Estes grupos detêm os canais de convencimento que são os diários, as rádios, as televisoras e os Estados não, com alguma exceção, como o caso da Venezuela que tem quatro redes estatais de televisão. Se os Estados e as organizações sociais não têm essa potência de persuasão, de conquista dos corações e da mente do público, temos um processo muito desequilibrado de formação de opinião pública – a meu juízo – sumamente perverso.
Por quê?
Porque o ideal que todos nós defendemos da liberdade de expressão deve ser o de uma liberdade generalizada e não pode concentrar-se em poucas mãos que definam o que é e o que não é liberdade de expressão. Se o governo do presidente Chávez contém erros, tem excessos, bem, vamos pressionar sobre as medidas do presidente Chávez, ele não é Deus. Porém, as mudanças profundas da comunicação venezuelana sob os dez anos do governo de Chávez são significativas.
Pode mencionar alguma dessas mudanças?
No canal educativo e cultural Vive TV, criado pelo presidente Chávez em 2003, todas as agendas informativas das programações culturais são definidas em assembléias de bairros pelo povo. Os executivos, os diretores, os periodistas, o grupo dirigente de Vive TV, vai aos bairros somente para coordenar, organizar as assembléias de bairro em que as comunidades indicam quais são os problemas, as ênfases informativas, que tipo de programação cultural as pessoas desejam. Na Argentina, outro motivo de orgulho para a sociedade latino-americana é o canal Encuentro [Encontro], uma experiência fabulosa de mudança das lógicas informativas, culturais e científicas. Com isso se modificou a concepção de um canal educativo, cultural e científico.
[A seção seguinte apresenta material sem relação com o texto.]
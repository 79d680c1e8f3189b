//! Blocking SMTP client: greeting, `EHLO`, `STARTTLS`, `AUTH PLAIN` or
//! `AUTH LOGIN` as advertised, one transaction, `QUIT`.

use std::io::{BufRead, BufReader, Write};
use std::mem;
use std::net::TcpStream;
use std::sync::Arc;

use base64::Engine;
use base64::engine::general_purpose::STANDARD;
use customkit_log::Logger;
use rustls::pki_types::ServerName;
use rustls::{ClientConfig, ClientConnection, RootCertStore, StreamOwned};

use crate::conf::C_NAME_CLIENT_EHLO;
use crate::dispatcher::MailTransport;
use crate::mime::derive_mime_message;
use crate::spec::{EnumBodyFormat, MailError, SpecMailEnvelope, SpecSmtpOptions};
use crate::util::derive_envelope_addresses;

const N_CODE_SERVICE_READY: u16 = 220;
const N_CODE_AUTH_CHALLENGE: u16 = 334;
const N_CODE_START_DATA: u16 = 354;

////////////////////////////////////////////////////////////////////////////////
// #region Stream

enum SmtpStream {
    Tcp(BufReader<TcpStream>),
    Tls(Box<BufReader<StreamOwned<ClientConnection, TcpStream>>>),
    /// Left behind by a failed TLS upgrade.
    Closed,
}

impl SmtpStream {
    fn connect(host: &str, port: u16) -> Result<Self, MailError> {
        let stream = TcpStream::connect((host, port))?;
        Ok(Self::Tcp(BufReader::new(stream)))
    }

    fn read_line(&mut self) -> Result<String, MailError> {
        let mut line = String::new();
        let n_read = match self {
            Self::Tcp(reader) => reader.read_line(&mut line)?,
            Self::Tls(reader) => reader.read_line(&mut line)?,
            Self::Closed => return Err(MailError::Protocol("connection closed".into())),
        };
        if n_read == 0 {
            return Err(MailError::Protocol("connection closed by server".into()));
        }
        Ok(line.trim_end().to_string())
    }

    fn write_all(&mut self, v_data: &[u8]) -> Result<(), MailError> {
        match self {
            Self::Tcp(reader) => {
                reader.get_mut().write_all(v_data)?;
                reader.get_mut().flush()?;
            }
            Self::Tls(reader) => {
                reader.get_mut().write_all(v_data)?;
                reader.get_mut().flush()?;
            }
            Self::Closed => return Err(MailError::Protocol("connection closed".into())),
        }
        Ok(())
    }

    /// Wrap the TCP stream in a client TLS session for `host`.
    fn upgrade_to_tls(&mut self, host: &str) -> Result<(), MailError> {
        let tcp_stream = match mem::replace(self, Self::Closed) {
            Self::Tcp(reader) => reader.into_inner(),
            Self::Tls(reader) => {
                *self = Self::Tls(reader);
                return Err(MailError::Protocol("already using TLS".into()));
            }
            Self::Closed => return Err(MailError::Protocol("connection closed".into())),
        };

        let server_name = ServerName::try_from(host.to_string())
            .map_err(|_| MailError::Protocol(format!("invalid hostname: {host}")))?;
        let connection = ClientConnection::new(derive_tls_config(), server_name)?;
        *self = Self::Tls(Box::new(BufReader::new(StreamOwned::new(
            connection, tcp_stream,
        ))));
        Ok(())
    }
}

fn derive_tls_config() -> Arc<ClientConfig> {
    let root_store = RootCertStore {
        roots: webpki_roots::TLS_SERVER_ROOTS.to_vec(),
    };
    let config = ClientConfig::builder()
        .with_root_certificates(root_store)
        .with_no_client_auth();
    Arc::new(config)
}

// #endregion
////////////////////////////////////////////////////////////////////////////////
// #region Reply

/// Parsed server reply: code plus the text of every line.
#[derive(Debug, Clone, PartialEq, Eq)]
pub struct SpecSmtpReply {
    pub code: u16,
    pub l_lines: Vec<String>,
}

impl SpecSmtpReply {
    pub fn is_success(&self) -> bool {
        (200..300).contains(&self.code)
    }

    pub fn message_text(&self) -> String {
        self.l_lines.join(" ")
    }
}

/// Continuation lines use `-` after the code, the last one a space.
fn is_last_reply_line(line: &str) -> bool {
    line.len() == 3 || (line.len() >= 4 && line.as_bytes()[3] == b' ')
}

pub fn parse_reply(l_lines: &[String]) -> Result<SpecSmtpReply, MailError> {
    let first = l_lines
        .first()
        .ok_or_else(|| MailError::Protocol("empty reply".into()))?;
    let c_code = first
        .get(..3)
        .ok_or_else(|| MailError::Protocol(format!("reply too short: {first}")))?;
    let code = c_code
        .parse::<u16>()
        .map_err(|_| MailError::Protocol(format!("invalid reply code: {c_code}")))?;

    let l_text = l_lines
        .iter()
        .map(|line| line.get(4..).unwrap_or_default().to_string())
        .collect();
    Ok(SpecSmtpReply {
        code,
        l_lines: l_text,
    })
}

/// SASL mechanisms the client can drive.
#[derive(Debug, Clone, Copy, PartialEq, Eq)]
pub enum EnumAuthMechanism {
    Plain,
    Login,
}

impl EnumAuthMechanism {
    /// `None` for mechanisms the client does not implement.
    pub fn parse(c_name: &str) -> Option<Self> {
        match c_name.to_ascii_uppercase().as_str() {
            "PLAIN" => Some(Self::Plain),
            "LOGIN" => Some(Self::Login),
            _ => None,
        }
    }

    pub fn as_str(self) -> &'static str {
        match self {
            Self::Plain => "PLAIN",
            Self::Login => "LOGIN",
        }
    }
}

/// Extensions from an `EHLO` reply that change how the session proceeds.
#[derive(Debug, Clone, Default, PartialEq, Eq)]
pub struct SpecSmtpCapabilities {
    pub if_starttls: bool,
    pub l_auth: Vec<EnumAuthMechanism>,
}

impl SpecSmtpCapabilities {
    /// The first reply line is the server name; each later line is one
    /// extension keyword with its parameters.
    pub fn from_ehlo_reply(reply: &SpecSmtpReply) -> Self {
        let mut capabilities = Self::default();
        for line in reply.l_lines.iter().skip(1) {
            let mut parts = line.split(|c: char| c.is_whitespace() || c == '=');
            let Some(keyword) = parts.next() else {
                continue;
            };
            match keyword.to_ascii_uppercase().as_str() {
                "STARTTLS" => capabilities.if_starttls = true,
                "AUTH" => {
                    for mechanism in parts.filter_map(EnumAuthMechanism::parse) {
                        if !capabilities.l_auth.contains(&mechanism) {
                            capabilities.l_auth.push(mechanism);
                        }
                    }
                }
                _ => {}
            }
        }
        capabilities
    }

    /// `PLAIN` when offered, otherwise `LOGIN`.
    pub fn derive_auth_mechanism(&self) -> Option<EnumAuthMechanism> {
        [EnumAuthMechanism::Plain, EnumAuthMechanism::Login]
            .into_iter()
            .find(|mechanism| self.l_auth.contains(mechanism))
    }
}

/// Normalize line endings to CRLF and dot-stuff lines starting with `.`.
pub fn derive_dot_stuffed(v_message: &[u8]) -> Vec<u8> {
    let mut v_out = Vec::with_capacity(v_message.len() + 64);
    let v_trimmed = v_message.strip_suffix(b"\n").unwrap_or(v_message);
    for line in v_trimmed.split(|&n_byte| n_byte == b'\n') {
        let line = line.strip_suffix(b"\r").unwrap_or(line);
        if line.first() == Some(&b'.') {
            v_out.push(b'.');
        }
        v_out.extend_from_slice(line);
        v_out.extend_from_slice(b"\r\n");
    }
    v_out
}

// #endregion
////////////////////////////////////////////////////////////////////////////////
// #region Session

struct SmtpSession {
    stream: SmtpStream,
}

impl SmtpSession {
    fn read_reply(&mut self) -> Result<SpecSmtpReply, MailError> {
        let mut l_lines = Vec::new();
        loop {
            let line = self.stream.read_line()?;
            if line.is_empty() {
                continue;
            }
            let if_last = is_last_reply_line(&line);
            l_lines.push(line);
            if if_last {
                break;
            }
        }
        parse_reply(&l_lines)
    }

    fn command(&mut self, c_command: &str) -> Result<SpecSmtpReply, MailError> {
        self.stream.write_all(format!("{c_command}\r\n").as_bytes())?;
        self.read_reply()
    }

    fn expect_code(&mut self, c_command: &str, code: u16) -> Result<SpecSmtpReply, MailError> {
        let reply = self.command(c_command)?;
        if reply.code != code {
            return Err(MailError::smtp(reply.code, reply.message_text()));
        }
        Ok(reply)
    }

    fn expect_success(&mut self, c_command: &str) -> Result<SpecSmtpReply, MailError> {
        let reply = self.command(c_command)?;
        if !reply.is_success() {
            return Err(MailError::smtp(reply.code, reply.message_text()));
        }
        Ok(reply)
    }

    fn greeting(&mut self) -> Result<(), MailError> {
        let reply = self.read_reply()?;
        if reply.code != N_CODE_SERVICE_READY {
            return Err(MailError::smtp(reply.code, reply.message_text()));
        }
        Ok(())
    }

    fn ehlo(&mut self) -> Result<SpecSmtpCapabilities, MailError> {
        let reply = self.expect_success(&format!("EHLO {C_NAME_CLIENT_EHLO}"))?;
        Ok(SpecSmtpCapabilities::from_ehlo_reply(&reply))
    }

    /// Upgrade the connection and return the capabilities re-advertised over TLS.
    fn starttls(&mut self, host: &str) -> Result<SpecSmtpCapabilities, MailError> {
        self.expect_code("STARTTLS", N_CODE_SERVICE_READY)?;
        self.stream.upgrade_to_tls(host)?;
        self.ehlo()
    }

    fn authenticate(
        &mut self,
        mechanism: EnumAuthMechanism,
        username: &str,
        password: &str,
    ) -> Result<(), MailError> {
        match mechanism {
            EnumAuthMechanism::Plain => {
                let c_token = STANDARD.encode(format!("\0{username}\0{password}"));
                self.expect_success(&format!("AUTH PLAIN {c_token}"))?;
            }
            EnumAuthMechanism::Login => {
                self.expect_code("AUTH LOGIN", N_CODE_AUTH_CHALLENGE)?;
                self.expect_code(&STANDARD.encode(username), N_CODE_AUTH_CHALLENGE)?;
                self.expect_success(&STANDARD.encode(password))?;
            }
        }
        Ok(())
    }

    fn data(&mut self, v_message: &[u8]) -> Result<(), MailError> {
        self.expect_code("DATA", N_CODE_START_DATA)?;
        self.stream.write_all(&derive_dot_stuffed(v_message))?;
        self.stream.write_all(b".\r\n")?;
        let reply = self.read_reply()?;
        if !reply.is_success() {
            return Err(MailError::smtp(reply.code, reply.message_text()));
        }
        Ok(())
    }

    fn quit(&mut self) -> Result<(), MailError> {
        self.command("QUIT")?;
        Ok(())
    }
}

// #endregion
////////////////////////////////////////////////////////////////////////////////
// #region Transport

/// SMTP relay transport with a plain-text body.
#[derive(Debug, Clone)]
pub struct SmtpTransport {
    options: SpecSmtpOptions,
    log: Arc<Logger>,
}

impl SmtpTransport {
    pub fn new(options: SpecSmtpOptions, log: Arc<Logger>) -> Self {
        Self { options, log }
    }

    pub fn options(&self) -> &SpecSmtpOptions {
        &self.options
    }

    fn deliver(
        &self,
        session: &mut SmtpSession,
        sender: &str,
        credentials: &str,
        l_recipients: &[String],
        v_message: &[u8],
    ) -> Result<(), MailError> {
        session.greeting()?;
        let mut capabilities = session.ehlo()?;
        if self.options.if_starttls {
            if !capabilities.if_starttls {
                return Err(MailError::NotSupported("STARTTLS".into()));
            }
            capabilities = session.starttls(&self.options.host)?;
            self.log.debug("STARTTLS negotiated.");
        }

        let mechanism = capabilities
            .derive_auth_mechanism()
            .ok_or_else(|| MailError::NotSupported("AUTH PLAIN or AUTH LOGIN".into()))?;
        session.authenticate(mechanism, sender, credentials)?;
        self.log.debug(format!(
            "Authenticated as {sender} with AUTH {}.",
            mechanism.as_str()
        ));

        session.expect_success(&format!("MAIL FROM:<{sender}>"))?;
        for c_addr in l_recipients {
            session.expect_success(&format!("RCPT TO:<{c_addr}>"))?;
        }
        session.data(v_message)
    }
}

impl MailTransport for SmtpTransport {
    fn send(&self, envelope: &SpecMailEnvelope) -> Result<(), MailError> {
        let sender = envelope.sender.as_deref().ok_or(MailError::MissingSender)?;
        let credentials = envelope
            .credentials
            .as_deref()
            .ok_or(MailError::MissingCredentials)?;

        let mut l_recipients = derive_envelope_addresses(&envelope.receiver);
        if let Some(cc) = &envelope.cc {
            l_recipients.extend(derive_envelope_addresses(cc));
        }
        if l_recipients.is_empty() {
            return Err(MailError::MissingReceiver);
        }

        let v_message = derive_mime_message(envelope, EnumBodyFormat::Plain, &[])?;
        self.log.info("MIME message created.");

        let mut session = SmtpSession {
            stream: SmtpStream::connect(&self.options.host, self.options.port)?,
        };
        self.log.info(format!(
            "Connected to {}:{}.",
            self.options.host, self.options.port
        ));

        let result = self.deliver(&mut session, sender, credentials, &l_recipients, &v_message);
        match session.quit() {
            Ok(()) => self.log.info("SMTP server closed successfully."),
            Err(err) => self.log.warning(format!("QUIT failed: {err}")),
        }
        result
    }
}

// #endregion
////////////////////////////////////////////////////////////////////////////////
Até o momento, só há algumas inserções da programação de Encuentro na televisão pública, no Canal 7, já que a maioria do público só acede a Encuentro nos pacotes de TV paga. Estou mencionando duas experiências de canais educativos, culturais e científicos, criados por governos progressistas, que mudaram a lógica perversa da mercantilização da informação e dos bens culturais.
Participa de algum projeto comunicacional, além de seu trabalho acadêmico na matéria?
Depois de viajar pela América Latina, estou hoje coordenando outro projeto latino-americano de comunicação contra-hegemônico e alternativo. Creio que a palavra esperança não é coisa inútil, é uma palavra de mobilização, de chamado, porque há coisas concretas que se estão construindo em distintos países da América Latina, em direções totalmente diferentes do cenário midiático e cultural que predomina. Em vários lugares da América Latina outra comunicação é possível. Esta é uma palavra de construção que não somente figure num papel, nas bandeiras políticas e retóricas, Vive TV ou Encuentro têm as tecnologias digitais como seus insumos, como recursos indispensáveis. É necessário um pensamento dialético entre os problemas, os bloqueios, as desigualdades e as injustiças de usos e acessos ao tecnológico. Ao mesmo tempo, há necessidade de uma avaliação muito sensível das possibilidades e apropriações, dos usos cidadãos e culturais, sem uma finalidade mercantil, como sucede hoje em nosso continente. Creio que a síntese dessa dialética é a palavra esperança.